When Erika Lee wrote the Facebook post, it was just another summer day in Springfield, Ohio.
It was before the city got dragged into the presidential race, before former President Donald J. Trump stoked debunked rumors that Haitian immigrants were abducting and eating household pets, and before an ensuing wave of bomb threats upended life in the town of about 60,000.
Ms. Lee had heard that a neighbor’s cat had disappeared and that one of their Haitian neighbors might have taken the animal, so she posted the rumor on Facebook. But then she decided to go back to her neighbor.
“I asked her for proof,” Ms. Lee said.
It turned out the cat that had supposedly gone missing wasn’t the cat of a neighbor’s daughter, as Ms. Lee had posted. And if there were such a cat, it belonged to a friend of a friend of the neighbor’s daughter, Ms. Lee learned.

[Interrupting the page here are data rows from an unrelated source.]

//! Subcommand implementations.

use std::error::Error;

use waymark::Config;

use crate::{
    cli::{Cli, Commands},
    output::OutputFormat,
    session::Session,
};

pub mod edit;
pub mod list;
pub mod tree;

/// Open the workspaces, run one command, then save what changed.
pub async fn run(cli: Cli) -> Result<(), Box<dyn Error>> {
    let format = OutputFormat::from(cli.format);
    let config = Config::default().with_sort(cli.sort.into());
    let mut session = Session::open(&cli.workspaces, config).await?;

    match &cli.command {
        Commands::List(args) => list::run(&session, args, format)?,
        Commands::Group(args) => tree::group(&mut session, args, format)?,
        Commands::Mark(args) => tree::mark(&mut session, args, format)?,
        Commands::Rm(args) => tree::remove(&mut session, args, format)?,
        Commands::Rename(args) => tree::rename(&mut session, args, format)?,
        Commands::Mv(args) => tree::move_node(&mut session, args, format).await?,
        Commands::Convert(args) => tree::convert(&mut session, args, format)?,
        Commands::Activate(args) => tree::activate(&mut session, args, format)?,
        Commands::Edit(args) => edit::apply(&mut session, args, format)?,
        Commands::Reanchor(args) => edit::reanchor(&mut session, args, format).await?,
    }

    for key in session.save().await? {
        tracing::info!("Saved {key}");
    }
    Ok(())
}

“And at that point, we are playing the game of telephone,” said Ms. Lee, who said she had no information herself about any abducted cats.
She has since deleted the post, but it had taken on a life of its own — eventually finding its way into the right-wing echo chamber, where it was picked up by Mr. Trump’s running mate, JD Vance, who grew up in Middletown, about 40 miles from Springfield.
Then, last week, during the presidential debate with Vice President Kamala Harris, Mr. Trump repeated the rumor, using it to drag Springfield into the national debate over immigration. “In Springfield, they’re eating the dogs,” he said. “The people that came in. They’re eating the cats. They’re eating — they’re eating the pets of the people that live there.”